L’ex stagno presenta comunque dei problemi: il terreno è argilloso e impermeabile, e contiene ancora un’alta presenza del tenore salino[11]. L’arrivo di un grosso apparecchio tedesco per arature viene per l’occasione montato sul posto da tre operai arrivati appositamente dalla Germania (uno dei quali colpito da malaria e morto). Si fanno anche delle previsioni in merito al possibile reddito che le vacche da latte avrebbero potuto dare al territorio e al servizio che queste avrebbero reso alla vicina città di Cagliari. Di come poi le cose andarono realmente non sappiamo praticamente nulla. Qualcosa è stata recuperata grazie alla memoria dei suoi abitanti. Provvidenziale in tal senso un calendario del 2014 dato alle stampe per ricordare l’alluvione del 2013. Oltre a delle bellissime foto d’epoca, viene riportata anche un po’ di storia di questa bonifica, sconosciuta ai più, soffocata da quella ben più celebre della SBS. La sua storia si intreccerà comunque indissolubilmente con quella del centro oristanese, non solo per le modalità con cui vennero portati avanti i lavori, ma anche per la condivisione di alcune famiglie coloniche, passate per Mussolinia e giunte nella tenuta dell’ONC di Sanluri.

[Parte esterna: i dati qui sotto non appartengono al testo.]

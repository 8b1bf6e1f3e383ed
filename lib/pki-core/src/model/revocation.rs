use serde::{Deserialize, Serialize};
use serde_repr::{Deserialize_repr, Serialize_repr};
use shared_types::SerialNumber;
use strum::{Display, EnumIter, EnumString, IntoEnumIterator};
use thiserror::Error;

/// X.509 CRL reason codes. Code 7 is unassigned.
#[derive(
    Clone,
    Copy,
    Debug,
    Default,
    Eq,
    PartialEq,
    Serialize_repr,
    Deserialize_repr,
    Display,
    EnumIter,
    EnumString,
)]
#[repr(u8)]
#[strum(serialize_all = "kebab-case", ascii_case_insensitive)]
pub enum RevocationReason {
    #[default]
    Unspecified = 0,
    KeyCompromise = 1,
    CaCompromise = 2,
    AffiliationChanged = 3,
    Superseded = 4,
    CessationOfOperation = 5,
    CertificateHold = 6,
    RemoveFromCrl = 8,
    PrivilegeWithdrawn = 9,
    AaCompromise = 10,
}

#[derive(Debug, Error, PartialEq)]
#[error("Unknown revocation reason `{0}`")]
pub struct UnknownRevocationReason(pub String);

impl RevocationReason {
    pub fn code(&self) -> u8 {
        *self as u8
    }

    pub fn from_code(code: u8) -> Option<Self> {
        Self::iter().find(|reason| reason.code() == code)
    }

    /// Accepts either the numeric code or the kebab-case name
    pub fn parse(value: &str) -> Result<Self, UnknownRevocationReason> {
        let value = value.trim();

        match value.parse::<u8>() {
            Ok(code) => Self::from_code(code),
            Err(_) => value.parse().ok(),
        }
        .ok_or_else(|| UnknownRevocationReason(value.to_string()))
    }

    pub fn all() -> Vec<Self> {
        Self::iter().collect()
    }
}

#[derive(Clone, Debug, PartialEq, Serialize, Deserialize)]
#[serde(rename_all = "camelCase")]
pub struct RevokeCertificateRequest {
    pub serial_number: SerialNumber,
    pub reason: RevocationReason,
}
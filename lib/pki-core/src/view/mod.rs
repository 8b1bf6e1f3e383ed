//! Headless view-models. Each view owns the data it fetched, a loading flag
//! and an error banner; no state is shared between views.

pub mod admin_ca_assign;
pub mod certificates;
pub mod create_certificate;
pub mod home;
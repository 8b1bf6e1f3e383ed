use std::path::PathBuf;

use clap::Parser;
use pki_console::ConsoleConfig;
use pki_console::cli::Cli;
use pki_console::command::run;
use pki_console::init::initialize_tracing;
use pki_core::config::core_config::AppConfig;

#[tokio::main]
async fn main() -> anyhow::Result<()> {
    let cli = Cli::parse();

    let mut config_files: Vec<PathBuf> = cli.config.clone().unwrap_or_default();
    config_files.insert(0, "config/config.yml".into());

    let app_config: AppConfig<ConsoleConfig> = AppConfig::from_files(&config_files)?;

    initialize_tracing(&app_config.app)?;

    run(cli, &app_config.core).await
}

[1]L.V.Bertarelli, Terra Promessa, le bonifiche di Coltano, Sanluri, Licola e Varcaturo dell’Opera Nazionale Combattenti, Milano, Arti Grafiche Modiano, 1922, p. 91.

[2] Fu uno dei fondatori e scrisse più di 300 articoli.

[3]UmbertFerrant, Rodolfo Ersham ed Eugene Cullet di Montarfier.

[4] L’idea era di fare dello stabilimento un’unica grande azienda, che sarebbe servita come modello per tutti gli agricoltori del Campidano.

[5] Per una storia dell’Opera Nazionale Combattenti vedi. Aa.vv. 36 Anni dell’Opera Nazionale Combattenti, Roma, ONC, 1955.

[6] “Da stagno a stagno. La bonifica infinita”. Il calendario è stato realizzato per aiutare le famiglie colpite dall’alluvione del 2013Vi è una foto d’epoca del vecchio stagno e una più recente con le case circondate dall’acqua. In ogni mese foto della vita comunitaria, e perfino dei primi coloni, tutte accompagnate da una serie di note che consentono a un neofita di poter conoscere a grandi linee la storia di questa piccola bonifica. Si leggono anche i nomi dati alle aziende.

[7] Nella piana della SBS i gli scarriolanti, carpentieri, zappatori lavoratori saranno soprattutto terralbesi, marrubiesi e arcidanesi.

[8]L.V.Bertarelli, Terra Promessa, op. cit. pp. 115-116. La marcia su Roma non è ancora avvenuta e la stessa retorica che caratterizzerà documentari, articoli e discorsi, non celebra in modo enfatico i lavori, ma anzi evidenzia le difficoltà mettendo in risalto i sacrifici umani.

[9]Ivi p. 100

[10]Ibidem.

[11] Sono peraltro gli stessi problemi che avranno i terreni prosciugati dello stagno di Sassu, nell’agro della SBS.